Thursday, April 15, 2010

Effects


I just keep noticing as time goes on, that I get more and more white hairs. Not even gray, but white. They pop with against my dark hair. I think by 35 I'm gonna be dying my hair to cover up, not just cuz I am sick of my color (like I have in the past). Shit, make that 32! Its happening fast. I guess some people with hard lives have it show on their face. I still look pretty young, surprisingly... Mine is showing on my hair. Its gotta be stress. Its not genetic, and thers nothing else going on. Oh yeah, I'm officially impoverished now as of this week. Getting used to the NEW me, and my NEW life. Its gonna take some time.
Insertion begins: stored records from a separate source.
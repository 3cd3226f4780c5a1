// Copyright (c) 2026 Anillo OS Developers.
//
// Licensed under the Apache License, Version 2.0 (the "License");
// you may not use this file except in compliance with the License.
// You may obtain a copy of the License at
//
//       http://www.apache.org/licenses/LICENSE-2.0
//
// Unless required by applicable law or agreed to in writing, software
// distributed under the License is distributed on an "AS IS" BASIS,
// WITHOUT WARRANTIES OR CONDITIONS OF ANY KIND, either express or implied.
// See the License for the specific language governing permissions and
// limitations under the License.

//! Manager-installed thread callbacks. Each thread carries a small
//! fixed table of hook slots invoked in precedence order (slot 0
//! first, reserved for the thread manager). Lifecycle hooks run with
//! the thread lock held; fault and interrupt hooks with it released.

use super::{Thread, ThreadNode};
use crate::{config, error::Error, error::Result};

/// What a hook reports back to the dispatcher.
#[derive(Debug, Clone, Copy, PartialEq, Eq)]
pub enum HookStatus {
    /// Handled; keep invoking lower-precedence hooks.
    Ok,
    /// Fully handled; stop dispatching.
    Handled,
    /// Not handled here; keep looking.
    Unknown,
}

pub type HookFn = fn(context: usize, thread: &ThreadNode) -> HookStatus;

/// One hook slot. Owners install at most one; reinstalling under the
/// same owner id replaces the previous table.
#[derive(Debug, Default, Clone, Copy)]
pub struct ThreadHook {
    pub owner_id: usize,
    pub context: usize,
    pub on_suspend: Option<HookFn>,
    pub on_resume: Option<HookFn>,
    pub on_kill: Option<HookFn>,
    pub on_block: Option<HookFn>,
    pub on_unblock: Option<HookFn>,
    pub on_interrupt_enter: Option<HookFn>,
    pub on_interrupt_exit: Option<HookFn>,
    pub on_bus_error: Option<HookFn>,
    pub on_page_fault: Option<HookFn>,
    pub on_fp_exception: Option<HookFn>,
    pub on_illegal_instruction: Option<HookFn>,
    pub on_debug_trap: Option<HookFn>,
}

#[derive(Debug, Clone, Copy, PartialEq, Eq)]
pub(crate) enum HookEvent {
    Suspend,
    Resume,
    Kill,
    Block,
    Unblock,
    InterruptEnter,
    InterruptExit,
    Fault(FaultKind),
}

/// Synchronous faults a thread can take; delivered through the hook
/// table, fatal when nothing claims them.
#[derive(Debug, Clone, Copy, PartialEq, Eq)]
pub enum FaultKind {
    BusError,
    PageFault,
    FpException,
    IllegalInstruction,
    DebugTrap,
}

impl ThreadHook {
    fn callback_for(&self, ev: HookEvent) -> Option<HookFn> {
        match ev {
            HookEvent::Suspend => self.on_suspend,
            HookEvent::Resume => self.on_resume,
            HookEvent::Kill => self.on_kill,
            HookEvent::Block => self.on_block,
            HookEvent::Unblock => self.on_unblock,
            HookEvent::InterruptEnter => self.on_interrupt_enter,
            HookEvent::InterruptExit => self.on_interrupt_exit,
            HookEvent::Fault(FaultKind::BusError) => self.on_bus_error,
            HookEvent::Fault(FaultKind::PageFault) => self.on_page_fault,
            HookEvent::Fault(FaultKind::FpException) => self.on_fp_exception,
            HookEvent::Fault(FaultKind::IllegalInstruction) => self.on_illegal_instruction,
            HookEvent::Fault(FaultKind::DebugTrap) => self.on_debug_trap,
        }
    }
}

/// Runs `ev` through a hook table snapshot. Returns whether any hook
/// claimed the event.
pub(crate) fn dispatch(
    table: &[Option<ThreadHook>; config::MAX_THREAD_HOOKS],
    t: &ThreadNode,
    ev: HookEvent,
) -> bool {
    let mut handled = false;
    for slot in table.iter().flatten() {
        let Some(f) = slot.callback_for(ev) else {
            continue;
        };
        match f(slot.context, t) {
            HookStatus::Ok => handled = true,
            HookStatus::Handled => return true,
            HookStatus::Unknown => {}
        }
    }
    handled
}

impl Thread {
    /// Installs (or replaces, keyed by owner id) a hook table. Owner
    /// id [`config::THREAD_MANAGER_HOOK_OWNER`] lands in slot 0; other
    /// owners take slots in installation order. Returns the slot.
    pub fn install_hook(&self, hook: ThreadHook) -> Result<usize> {
        let mut inner = self.lock();
        if hook.owner_id == config::THREAD_MANAGER_HOOK_OWNER {
            inner.hooks[0] = Some(hook);
            return Ok(0);
        }
        // Replace an existing table from the same owner first.
        for (i, slot) in inner.hooks.iter_mut().enumerate().skip(1) {
            if matches!(slot, Some(h) if h.owner_id == hook.owner_id) {
                *slot = Some(hook);
                return Ok(i);
            }
        }
        for (i, slot) in inner.hooks.iter_mut().enumerate().skip(1) {
            if slot.is_none() {
                *slot = Some(hook);
                return Ok(i);
            }
        }
        Err(Error::TemporaryOutage)
    }

    pub fn remove_hook(&self, owner_id: usize) -> Result {
        let mut inner = self.lock();
        for slot in inner.hooks.iter_mut() {
            if matches!(slot, Some(h) if h.owner_id == owner_id) {
                *slot = None;
                return Ok(());
            }
        }
        Err(Error::NoSuchResource)
    }
}

/// Delivers a fault to the thread's hooks, lock released. An
/// unhandled fault is a kernel invariant violation.
pub fn deliver_fault(t: &ThreadNode, kind: FaultKind) {
    let table = t.lock().hooks;
    if !dispatch(&table, t, HookEvent::Fault(kind)) {
        panic!("unhandled {:?} on thread {:#x}", kind, Thread::id(t));
    }
}

/// Interrupt entry notification; lock released, may be unhandled.
pub fn interrupt_entered(t: &ThreadNode) {
    let table = t.lock().hooks;
    let _ = dispatch(&table, t, HookEvent::InterruptEnter);
}

/// Interrupt exit notification; lock released, may be unhandled.
pub fn interrupt_exited(t: &ThreadNode) {
    let table = t.lock().hooks;
    let _ = dispatch(&table, t, HookEvent::InterruptExit);
}
// Copyright (c) 2026 Anillo OS Developers.
//
// Licensed under the Apache License, Version 2.0 (the "License");
// you may not use this file except in compliance with the License.
// You may obtain a copy of the License at
//
//       http://www.apache.org/licenses/LICENSE-2.0
//
// Unless required by applicable law or agreed to in writing, software
// distributed under the License is distributed on an "AS IS" BASIS,
// WITHOUT WARRANTIES OR CONDITIONS OF ANY KIND, either express or implied.
// See the License for the specific language governing permissions and
// limitations under the License.

//! Architecture seam of the concurrency core. Every port exposes the
//! same free-function surface:
//!
//! - interrupt mask: `mask_interrupts`, `unmask_interrupts`,
//!   `interrupts_masked`
//! - identity: `current_cpu_id`, `current_sp`
//! - scheduling assists: `spin_hint`, `idle`, `cross_cpu_poke`,
//!   `pend_switch_context`
//! - context switch: [`Context`], `switch_context_with_hook`,
//!   `restore_context_with_hook`
//!
//! The kernel exports `anillo_context_switch_finish` and registers it
//! through [`set_context_switch_finish`]; a port invokes it exactly
//! once per switch, on the incoming stack, with interrupts masked.
//! Ports with assembly switch stubs may instead branch to the symbol
//! directly and keep the registration a no-op.

#![cfg_attr(not(test), no_std)]

cfg_if::cfg_if! {
    if #[cfg(all(target_arch = "aarch64", target_os = "none"))] {
        mod aarch64;
        pub use aarch64::*;
    } else {
        mod hosted;
        pub use hosted::*;
    }
}

/// Signature of the kernel's switch-completion entry point.
pub type ContextSwitchFinishFn = unsafe extern "C" fn(*mut core::ffi::c_void);
/// Makes a blocked thread runnable again, recording why. The caller
/// must be the one that unlinked the thread's waiter (or cancelled
/// its wait another way); that is what makes the outcome unique.
pub(crate) fn unblock(t: &ThreadNode, status: Uint) -> bool {
    t.set_wait_status(status);
    let timer = t.take_wait_timer();
    if status != WAIT_TIMEOUT && timer != 0 {
        let _ = time::cancel(timer);
    }
    scheduler::queue_ready_thread(BLOCKED, t.clone())
}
Oh, and our end of season band banquet is coming up. We go to a fancy restaurant and get to dress up really nice. Last year I was the only one w/ out a date. I'm kinda hesitant to go because of that. Don't have a date this year either. I'd ask a guy that I'm friends with since i'm single now, but none of them are reliable and I have to pay for them. so.... *shrug*. I just hate being asked "so who did you bring?...........noone?...........oh...." Like last year.
I also am trying to think of the perfect line for my tattoo. I've wanted one with WORDS for years. I dont knwo when i'm gonna have money for one but since it'll be on me forever, I dont wanna do it til i'm sure. I have an idea of hte topic. At least if I drop dead it'll be branded on me forever that I died fighting til the end. Thats all I want the world to know.